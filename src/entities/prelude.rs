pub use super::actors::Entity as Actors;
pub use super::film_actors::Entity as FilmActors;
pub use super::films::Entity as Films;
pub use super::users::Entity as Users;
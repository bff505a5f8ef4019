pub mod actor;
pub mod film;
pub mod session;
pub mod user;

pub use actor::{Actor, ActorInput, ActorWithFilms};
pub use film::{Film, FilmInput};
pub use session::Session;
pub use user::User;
_ _ _ _
Prompt:
From the first line to the last, reproduce the material word for word.

Task response:
filename src/entities/prelude.rs
pub use super::actors::Entity as Actors;
pub use super::film_actors::Entity as FilmActors;
pub use super::films::Entity as Films;
pub use super::users::Entity as Users;
repository bff505a5f8ef4019
pub mod actor;
pub mod film;
pub mod session;
pub mod user;

pub use actor::{Actor, ActorInput, ActorWithFilms};
pub use film::{Film, FilmInput};
pub use session::Session;
pub use user::User;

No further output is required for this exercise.